> **TASK TO CARRY OUT**: Using "days" as the search string, find the matching lines below and copy them.

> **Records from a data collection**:
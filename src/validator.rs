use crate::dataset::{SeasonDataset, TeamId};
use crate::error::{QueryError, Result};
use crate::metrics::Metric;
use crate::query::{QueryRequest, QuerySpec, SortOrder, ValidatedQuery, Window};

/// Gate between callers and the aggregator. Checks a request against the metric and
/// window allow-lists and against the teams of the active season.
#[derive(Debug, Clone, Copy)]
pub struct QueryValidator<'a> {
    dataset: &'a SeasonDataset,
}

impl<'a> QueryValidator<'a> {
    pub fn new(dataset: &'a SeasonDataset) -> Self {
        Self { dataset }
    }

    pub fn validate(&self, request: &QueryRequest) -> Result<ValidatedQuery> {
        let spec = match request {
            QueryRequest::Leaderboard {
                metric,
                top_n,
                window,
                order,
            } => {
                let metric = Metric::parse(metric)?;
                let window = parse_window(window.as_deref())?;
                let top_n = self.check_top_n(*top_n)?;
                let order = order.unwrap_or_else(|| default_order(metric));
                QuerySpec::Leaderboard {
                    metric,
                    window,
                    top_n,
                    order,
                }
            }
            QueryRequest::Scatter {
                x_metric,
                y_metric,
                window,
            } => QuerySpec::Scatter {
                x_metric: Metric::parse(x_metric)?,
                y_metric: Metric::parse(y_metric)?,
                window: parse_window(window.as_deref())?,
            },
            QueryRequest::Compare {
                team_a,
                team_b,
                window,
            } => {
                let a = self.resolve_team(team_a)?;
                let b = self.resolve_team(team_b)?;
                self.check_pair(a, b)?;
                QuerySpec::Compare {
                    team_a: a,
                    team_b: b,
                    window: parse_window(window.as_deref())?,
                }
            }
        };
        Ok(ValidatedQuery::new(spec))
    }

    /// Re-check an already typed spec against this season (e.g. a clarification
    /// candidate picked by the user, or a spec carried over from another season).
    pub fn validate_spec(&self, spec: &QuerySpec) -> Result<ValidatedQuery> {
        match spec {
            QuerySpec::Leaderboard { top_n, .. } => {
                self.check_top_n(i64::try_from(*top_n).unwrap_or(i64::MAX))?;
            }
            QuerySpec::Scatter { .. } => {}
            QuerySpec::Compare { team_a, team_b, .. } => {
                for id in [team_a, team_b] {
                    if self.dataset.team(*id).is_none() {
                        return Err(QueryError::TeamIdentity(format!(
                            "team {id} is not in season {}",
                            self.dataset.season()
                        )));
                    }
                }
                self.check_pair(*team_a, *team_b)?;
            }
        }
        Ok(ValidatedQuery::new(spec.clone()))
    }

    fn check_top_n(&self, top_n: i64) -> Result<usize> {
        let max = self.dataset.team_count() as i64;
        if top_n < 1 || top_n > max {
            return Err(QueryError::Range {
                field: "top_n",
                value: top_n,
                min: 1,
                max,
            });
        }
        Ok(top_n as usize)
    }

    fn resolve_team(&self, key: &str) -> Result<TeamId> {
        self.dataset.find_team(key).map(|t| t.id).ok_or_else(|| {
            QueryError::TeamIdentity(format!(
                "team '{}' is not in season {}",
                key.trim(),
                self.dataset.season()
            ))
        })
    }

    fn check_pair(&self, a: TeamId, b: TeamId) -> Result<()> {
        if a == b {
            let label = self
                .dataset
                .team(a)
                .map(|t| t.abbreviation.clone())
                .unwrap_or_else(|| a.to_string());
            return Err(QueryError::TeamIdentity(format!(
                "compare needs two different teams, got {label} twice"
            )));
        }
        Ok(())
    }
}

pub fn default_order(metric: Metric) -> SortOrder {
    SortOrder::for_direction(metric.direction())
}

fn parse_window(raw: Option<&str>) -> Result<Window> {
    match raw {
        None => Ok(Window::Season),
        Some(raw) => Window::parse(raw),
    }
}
* * *
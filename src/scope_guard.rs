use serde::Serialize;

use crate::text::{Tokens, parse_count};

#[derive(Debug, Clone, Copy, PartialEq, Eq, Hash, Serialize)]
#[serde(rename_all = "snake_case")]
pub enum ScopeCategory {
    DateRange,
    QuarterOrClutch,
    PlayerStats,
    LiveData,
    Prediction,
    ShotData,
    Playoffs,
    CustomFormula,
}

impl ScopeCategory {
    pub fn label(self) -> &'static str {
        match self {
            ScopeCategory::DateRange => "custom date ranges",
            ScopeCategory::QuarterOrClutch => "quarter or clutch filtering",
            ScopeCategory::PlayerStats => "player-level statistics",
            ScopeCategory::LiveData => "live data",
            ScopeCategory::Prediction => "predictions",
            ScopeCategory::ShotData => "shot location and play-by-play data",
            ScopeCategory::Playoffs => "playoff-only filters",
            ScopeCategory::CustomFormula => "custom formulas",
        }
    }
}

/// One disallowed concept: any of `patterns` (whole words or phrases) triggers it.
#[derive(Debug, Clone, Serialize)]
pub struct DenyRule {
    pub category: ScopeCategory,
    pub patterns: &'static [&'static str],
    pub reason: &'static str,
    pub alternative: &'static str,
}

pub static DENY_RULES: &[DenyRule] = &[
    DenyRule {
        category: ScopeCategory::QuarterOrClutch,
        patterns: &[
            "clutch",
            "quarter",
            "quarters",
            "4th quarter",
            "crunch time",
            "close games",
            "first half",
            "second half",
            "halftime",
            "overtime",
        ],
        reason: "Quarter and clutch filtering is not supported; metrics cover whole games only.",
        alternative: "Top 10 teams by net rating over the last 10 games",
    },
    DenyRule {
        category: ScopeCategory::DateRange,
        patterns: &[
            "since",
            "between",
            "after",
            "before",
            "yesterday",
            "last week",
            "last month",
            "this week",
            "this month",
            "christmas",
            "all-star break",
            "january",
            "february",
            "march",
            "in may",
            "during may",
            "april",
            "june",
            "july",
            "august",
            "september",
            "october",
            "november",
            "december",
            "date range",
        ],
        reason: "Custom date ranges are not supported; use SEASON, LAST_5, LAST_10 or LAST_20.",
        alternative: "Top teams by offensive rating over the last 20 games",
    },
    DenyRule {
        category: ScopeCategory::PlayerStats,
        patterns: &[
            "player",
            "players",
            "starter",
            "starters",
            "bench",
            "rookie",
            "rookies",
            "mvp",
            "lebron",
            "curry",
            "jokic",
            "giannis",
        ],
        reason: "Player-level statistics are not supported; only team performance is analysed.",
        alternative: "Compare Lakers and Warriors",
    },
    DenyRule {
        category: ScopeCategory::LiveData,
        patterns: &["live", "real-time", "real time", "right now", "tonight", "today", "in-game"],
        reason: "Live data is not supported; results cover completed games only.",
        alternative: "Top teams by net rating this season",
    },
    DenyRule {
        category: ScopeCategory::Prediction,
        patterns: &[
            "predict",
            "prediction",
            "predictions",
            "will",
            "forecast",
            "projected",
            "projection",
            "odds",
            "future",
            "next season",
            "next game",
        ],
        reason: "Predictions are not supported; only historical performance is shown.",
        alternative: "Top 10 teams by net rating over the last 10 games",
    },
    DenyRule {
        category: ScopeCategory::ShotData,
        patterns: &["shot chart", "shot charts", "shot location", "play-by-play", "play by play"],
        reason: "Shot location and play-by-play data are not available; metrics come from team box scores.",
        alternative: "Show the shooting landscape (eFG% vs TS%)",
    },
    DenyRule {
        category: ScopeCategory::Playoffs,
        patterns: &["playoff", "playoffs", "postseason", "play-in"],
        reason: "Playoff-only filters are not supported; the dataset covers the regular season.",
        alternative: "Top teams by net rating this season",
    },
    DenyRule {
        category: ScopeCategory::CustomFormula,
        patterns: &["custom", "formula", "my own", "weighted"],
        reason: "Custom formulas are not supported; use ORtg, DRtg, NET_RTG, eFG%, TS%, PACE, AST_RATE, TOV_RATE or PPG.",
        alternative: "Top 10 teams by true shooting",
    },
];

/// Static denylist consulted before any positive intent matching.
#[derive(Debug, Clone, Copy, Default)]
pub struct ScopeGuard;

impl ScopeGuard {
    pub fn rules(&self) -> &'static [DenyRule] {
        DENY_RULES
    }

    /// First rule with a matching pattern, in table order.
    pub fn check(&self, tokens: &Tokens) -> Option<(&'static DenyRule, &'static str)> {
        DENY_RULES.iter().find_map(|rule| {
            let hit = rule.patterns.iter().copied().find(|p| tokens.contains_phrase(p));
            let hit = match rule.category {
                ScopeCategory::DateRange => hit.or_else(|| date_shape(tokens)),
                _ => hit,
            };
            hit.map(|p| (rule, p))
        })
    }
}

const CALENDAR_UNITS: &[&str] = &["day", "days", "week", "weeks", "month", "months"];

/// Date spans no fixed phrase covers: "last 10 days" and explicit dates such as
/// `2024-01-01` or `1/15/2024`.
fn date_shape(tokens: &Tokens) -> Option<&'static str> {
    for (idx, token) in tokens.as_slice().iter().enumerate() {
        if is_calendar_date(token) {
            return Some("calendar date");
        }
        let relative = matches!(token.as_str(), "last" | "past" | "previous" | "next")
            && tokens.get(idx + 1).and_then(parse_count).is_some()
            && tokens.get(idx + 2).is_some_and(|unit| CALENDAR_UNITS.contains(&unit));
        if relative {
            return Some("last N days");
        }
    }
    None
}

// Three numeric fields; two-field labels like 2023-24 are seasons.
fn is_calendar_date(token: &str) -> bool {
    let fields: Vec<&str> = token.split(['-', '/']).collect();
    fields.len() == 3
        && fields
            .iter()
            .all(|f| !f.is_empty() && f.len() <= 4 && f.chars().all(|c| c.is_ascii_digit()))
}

> **RESPONSE BELOW**:
const CALENDAR_UNITS: &[&str] = &["day", "days", "week", "weeks", "month", "months"];
/// Date spans no fixed phrase covers: "last 10 days" and explicit dates such as
            return Some("last N days");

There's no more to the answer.